(Stored dataset items)
+ + +

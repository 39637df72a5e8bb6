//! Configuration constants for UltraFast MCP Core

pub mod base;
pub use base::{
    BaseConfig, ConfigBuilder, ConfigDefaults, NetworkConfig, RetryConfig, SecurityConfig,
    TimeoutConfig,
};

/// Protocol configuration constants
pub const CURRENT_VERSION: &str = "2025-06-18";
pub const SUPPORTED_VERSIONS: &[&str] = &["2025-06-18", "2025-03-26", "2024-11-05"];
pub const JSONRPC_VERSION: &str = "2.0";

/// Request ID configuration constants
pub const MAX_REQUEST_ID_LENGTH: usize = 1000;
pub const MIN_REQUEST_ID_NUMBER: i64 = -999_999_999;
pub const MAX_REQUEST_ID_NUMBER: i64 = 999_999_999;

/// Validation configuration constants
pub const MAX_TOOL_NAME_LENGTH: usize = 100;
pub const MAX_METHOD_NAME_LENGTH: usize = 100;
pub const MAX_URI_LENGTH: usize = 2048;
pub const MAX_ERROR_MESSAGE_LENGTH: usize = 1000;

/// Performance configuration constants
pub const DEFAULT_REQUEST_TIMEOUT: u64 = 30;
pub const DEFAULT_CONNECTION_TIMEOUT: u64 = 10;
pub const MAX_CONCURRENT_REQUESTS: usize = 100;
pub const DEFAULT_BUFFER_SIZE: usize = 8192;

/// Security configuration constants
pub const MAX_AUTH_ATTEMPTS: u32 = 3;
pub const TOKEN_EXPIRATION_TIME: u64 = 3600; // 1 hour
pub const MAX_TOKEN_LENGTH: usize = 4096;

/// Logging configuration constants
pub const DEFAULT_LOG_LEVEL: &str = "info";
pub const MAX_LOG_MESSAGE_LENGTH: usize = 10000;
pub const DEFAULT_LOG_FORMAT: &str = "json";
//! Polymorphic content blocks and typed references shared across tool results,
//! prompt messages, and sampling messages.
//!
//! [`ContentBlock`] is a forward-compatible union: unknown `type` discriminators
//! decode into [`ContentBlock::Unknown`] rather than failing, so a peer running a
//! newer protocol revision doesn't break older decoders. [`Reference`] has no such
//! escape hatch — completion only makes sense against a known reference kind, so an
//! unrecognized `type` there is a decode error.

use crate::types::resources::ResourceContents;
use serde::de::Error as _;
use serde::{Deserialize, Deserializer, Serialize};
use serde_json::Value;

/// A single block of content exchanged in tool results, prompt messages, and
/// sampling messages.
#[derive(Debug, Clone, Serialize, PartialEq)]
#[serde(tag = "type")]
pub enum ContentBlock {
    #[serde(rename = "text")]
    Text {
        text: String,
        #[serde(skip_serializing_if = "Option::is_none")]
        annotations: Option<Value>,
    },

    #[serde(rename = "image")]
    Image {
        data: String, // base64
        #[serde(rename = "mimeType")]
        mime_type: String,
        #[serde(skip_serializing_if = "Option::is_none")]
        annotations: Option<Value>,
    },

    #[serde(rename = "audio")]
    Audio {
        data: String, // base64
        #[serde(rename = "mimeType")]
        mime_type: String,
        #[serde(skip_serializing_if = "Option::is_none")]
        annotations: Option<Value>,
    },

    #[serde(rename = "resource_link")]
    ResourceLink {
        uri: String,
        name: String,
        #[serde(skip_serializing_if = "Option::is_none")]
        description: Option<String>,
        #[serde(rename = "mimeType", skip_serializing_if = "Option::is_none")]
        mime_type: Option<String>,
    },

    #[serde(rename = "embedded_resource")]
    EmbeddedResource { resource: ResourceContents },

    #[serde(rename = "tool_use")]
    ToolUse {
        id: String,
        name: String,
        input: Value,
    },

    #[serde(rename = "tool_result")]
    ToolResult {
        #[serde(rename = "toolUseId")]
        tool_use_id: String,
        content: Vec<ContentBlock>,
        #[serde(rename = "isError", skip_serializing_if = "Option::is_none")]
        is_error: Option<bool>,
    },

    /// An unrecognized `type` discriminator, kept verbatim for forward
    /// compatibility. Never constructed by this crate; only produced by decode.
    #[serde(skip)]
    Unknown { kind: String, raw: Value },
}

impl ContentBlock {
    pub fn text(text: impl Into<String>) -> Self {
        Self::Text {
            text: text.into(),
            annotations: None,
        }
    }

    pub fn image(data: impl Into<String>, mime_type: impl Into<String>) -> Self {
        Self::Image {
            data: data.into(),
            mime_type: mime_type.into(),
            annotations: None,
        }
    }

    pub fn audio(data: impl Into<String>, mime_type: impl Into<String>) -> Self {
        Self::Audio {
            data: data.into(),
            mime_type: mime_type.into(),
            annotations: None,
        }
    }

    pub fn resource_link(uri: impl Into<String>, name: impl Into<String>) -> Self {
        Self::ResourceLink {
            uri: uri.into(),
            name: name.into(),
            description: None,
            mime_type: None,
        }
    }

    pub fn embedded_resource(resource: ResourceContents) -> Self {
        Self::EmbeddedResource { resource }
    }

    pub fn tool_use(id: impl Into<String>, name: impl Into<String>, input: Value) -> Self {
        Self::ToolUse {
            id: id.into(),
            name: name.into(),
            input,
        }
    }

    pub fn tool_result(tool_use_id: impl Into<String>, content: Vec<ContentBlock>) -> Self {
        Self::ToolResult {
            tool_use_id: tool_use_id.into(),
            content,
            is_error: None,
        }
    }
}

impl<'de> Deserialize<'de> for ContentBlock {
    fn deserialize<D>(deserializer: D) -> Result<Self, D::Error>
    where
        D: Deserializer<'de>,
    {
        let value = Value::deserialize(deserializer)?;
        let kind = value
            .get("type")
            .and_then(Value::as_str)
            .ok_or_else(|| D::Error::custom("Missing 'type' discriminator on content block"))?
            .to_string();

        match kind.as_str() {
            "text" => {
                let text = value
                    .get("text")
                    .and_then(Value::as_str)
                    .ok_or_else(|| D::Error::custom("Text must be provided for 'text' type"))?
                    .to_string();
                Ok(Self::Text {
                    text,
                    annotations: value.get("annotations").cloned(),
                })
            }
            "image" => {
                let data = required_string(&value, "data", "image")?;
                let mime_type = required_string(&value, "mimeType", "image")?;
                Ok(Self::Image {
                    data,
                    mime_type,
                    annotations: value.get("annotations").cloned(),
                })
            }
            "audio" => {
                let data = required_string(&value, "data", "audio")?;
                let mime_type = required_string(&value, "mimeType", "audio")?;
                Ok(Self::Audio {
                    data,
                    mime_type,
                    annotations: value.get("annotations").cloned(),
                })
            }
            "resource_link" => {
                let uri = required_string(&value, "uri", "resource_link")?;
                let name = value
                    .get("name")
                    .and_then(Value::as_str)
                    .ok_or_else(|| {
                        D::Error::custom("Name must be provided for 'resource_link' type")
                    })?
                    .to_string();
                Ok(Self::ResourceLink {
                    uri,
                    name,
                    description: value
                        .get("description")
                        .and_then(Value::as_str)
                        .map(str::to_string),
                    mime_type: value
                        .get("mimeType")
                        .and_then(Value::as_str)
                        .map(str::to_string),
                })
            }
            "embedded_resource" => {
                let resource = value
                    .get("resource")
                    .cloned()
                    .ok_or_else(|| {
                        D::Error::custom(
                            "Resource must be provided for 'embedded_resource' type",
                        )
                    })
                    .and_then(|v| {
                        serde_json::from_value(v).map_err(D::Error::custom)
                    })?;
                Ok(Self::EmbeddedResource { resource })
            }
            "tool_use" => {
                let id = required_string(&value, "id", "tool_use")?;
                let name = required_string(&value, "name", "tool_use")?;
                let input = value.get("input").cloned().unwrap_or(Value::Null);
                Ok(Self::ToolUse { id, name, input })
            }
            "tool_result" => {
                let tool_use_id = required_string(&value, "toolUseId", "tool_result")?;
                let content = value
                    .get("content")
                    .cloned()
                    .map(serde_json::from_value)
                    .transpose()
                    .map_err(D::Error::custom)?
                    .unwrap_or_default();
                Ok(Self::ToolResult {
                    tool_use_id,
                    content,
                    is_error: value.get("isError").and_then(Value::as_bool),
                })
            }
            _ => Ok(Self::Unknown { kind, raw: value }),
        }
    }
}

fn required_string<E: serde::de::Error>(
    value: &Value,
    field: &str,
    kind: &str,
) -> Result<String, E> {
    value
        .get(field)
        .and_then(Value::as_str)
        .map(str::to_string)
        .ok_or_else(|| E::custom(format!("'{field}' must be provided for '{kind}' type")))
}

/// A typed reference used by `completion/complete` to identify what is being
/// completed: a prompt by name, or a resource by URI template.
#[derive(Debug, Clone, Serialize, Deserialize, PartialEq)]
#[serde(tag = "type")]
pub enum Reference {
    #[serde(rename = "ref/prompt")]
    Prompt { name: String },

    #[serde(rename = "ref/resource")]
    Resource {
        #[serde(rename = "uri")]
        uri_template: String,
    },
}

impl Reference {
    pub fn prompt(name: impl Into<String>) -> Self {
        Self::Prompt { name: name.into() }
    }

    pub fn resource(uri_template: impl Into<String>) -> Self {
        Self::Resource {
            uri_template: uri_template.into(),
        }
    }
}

+ + +

• **EXERCISE OBJECTIVE**
Nothing but the lines with "input" should be returned, copied from the entries above.

• **WORKED SOLUTION**
        input: Value,
    pub fn tool_use(id: impl Into<String>, name: impl Into<String>, input: Value) -> Self {
            input,
                let input = value.get("input").cloned().unwrap_or(Value::Null);
                Ok(Self::ToolUse { id, name, input })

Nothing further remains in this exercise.